The more you perform an exercise, workout, or fitness program, the more efficient your muscles and nervous system become at doing it.
That’s why you might notice your progress start to stall if you always do the same workouts — and why you need to continuously challenge yourself.
Morning Meltdown 100 with Super Trainer Jericho McMatthews features a variety of types of workouts to help keep your body progressing.
“You’ll see a well-rounded variety of training modalities across the board, including HIIT, resistance, active recovery, mobility, and more,” says Jericho.
Not only will it help you optimize your results and prevent training plateaus, but it will also help you avoid burnout and boredom.
Non-Scale Victory #2: Your Clothes Fit Differently
If your clothes are looser or fit differently than they did a few weeks ago, that’s a non-scale victory.
If you want more concrete evidence of your efforts, break out the measuring tape. Each week, measure your natural waistline (just above your navel). If you see that number shrinking, then you’re losing fat mass.
“Sometimes instead of losing weight, we lose inches,” says Esposito. And those lost inches might not be reflected on the scale as dramatically as they are on the tape.
The reason: You’re gaining muscle as you lose fat, and muscle weighs more than fat by volume.
So even if your dimensions are shrinking, your body weight might not follow suit as quickly.
Non-Scale Victory #3: You See More Muscle Definition
You might not have six-pack abs or bulging biceps, but look for clues that your muscles are more defined than before.
A simple way to do this? Go into selfie mode.
“Take pictures of yourself from week to week. Keep them in your phone so you can quickly compare each picture,” says Alexander, who suggests striking various poses, like flexed biceps, shots of your stomach, or profile views of your midsection and backside. “You should be able to see some subtle changes in the photos that you wouldn’t necessarily notice while you’re staring in the mirror.”
Non-Scale Victory #4: People Are Noticing
A couple of colleagues have mentioned that you look slimmer. And then you bump into a buddy who asks if you’ve been working out.
Chances are, they’re not just being nice: They’re being honest.
“Other people can often see subtle physical changes in you before you see them,” says Alexander. “If someone compliments you, embrace it. It’s a sign that you’re doing the right thing.”
Non-Scale Victory #5: You’re Happier
We tend to focus solely on outside appearances, but there’s a lot to be said about the shape of your inner self, too.
Take a step back and analyze how you feel as you go through your day.
Is your mood lighter? Are you more confident? Are you getting better sleep?

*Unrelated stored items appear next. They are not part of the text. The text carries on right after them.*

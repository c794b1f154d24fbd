//! Error types for the session engine.

use digitduel_protocol::{PlayerId, SessionCode};

/// Reasons a request against a session is rejected.
///
/// Every variant is local to the request: it is reported to the requester
/// only and never changes session state.
#[derive(Debug, Clone, PartialEq, Eq, thiserror::Error)]
pub enum GameError {
    /// No live session has this code.
    #[error("session {0} not found")]
    SessionNotFound(SessionCode),

    /// The session already has two players.
    #[error("session {0} is full")]
    SessionFull(SessionCode),

    /// A secret or guess is not exactly four distinct digits.
    #[error("invalid number {0:?}: must be 4 unique digits")]
    InvalidNumber(String),

    /// The requester does not hold the turn.
    #[error("not your turn")]
    NotYourTurn,

    /// Guesses are refused until both secrets are locked.
    #[error("game has not started yet")]
    GameNotStarted,

    /// The session already has a winner.
    #[error("game is already over")]
    GameAlreadyOver,

    /// The requester is already seated in this session.
    #[error("player {0} already in session {1}")]
    AlreadyJoined(PlayerId, SessionCode),

    /// The requester is not seated in this session.
    #[error("player {0} not in session {1}")]
    NotAMember(PlayerId, SessionCode),

    /// Secrets cannot change once the game has started.
    #[error("number is locked once the game has started")]
    NumberLocked,

    /// Every attempt at a fresh session code collided with a live one.
    #[error("no free session code")]
    NoFreeCode,
}

impl GameError {
    /// HTTP-style status code sent alongside the message.
    pub fn code(&self) -> u16 {
        match self {
            Self::SessionNotFound(_) => 404,
            Self::NotYourTurn | Self::NotAMember(..) => 403,
            Self::InvalidNumber(_) => 422,
            Self::SessionFull(_)
            | Self::GameNotStarted
            | Self::GameAlreadyOver
            | Self::AlreadyJoined(..)
            | Self::NumberLocked => 409,
            Self::NoFreeCode => 503,
        }
    }
}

These factors are flashing indicators that positive changes are happening.
“When you get in the habit of making better, healthier choices, it becomes easier to replace all of that negativity you tend to pile on yourself with happier thoughts,” says Alexander. “Plus, the release of endorphins from exercise are a proven way to combat depression and stress.”
Your Health: More Than Just A Number
Sure, the weight you’ve lost is an obvious way to track success, but it’s not the only — or even the healthiest — way to measure progress.
“What people usually forget is that you’re really only supposed to lose one to two pounds a week, which may seem insignificant. But that can add up to 52+ pounds a year,” says Alexander. “Dropping 15 pounds a week is just not realistic in a normal setting.”
Instead, appreciate other milestones you reach along your journey and celebrate the efforts you’re making to improve your overall health.
“Use the scale as a general guide, but don’t let that weight define you,” says Alexander. “There’s so much more to what makes us healthy than that number.”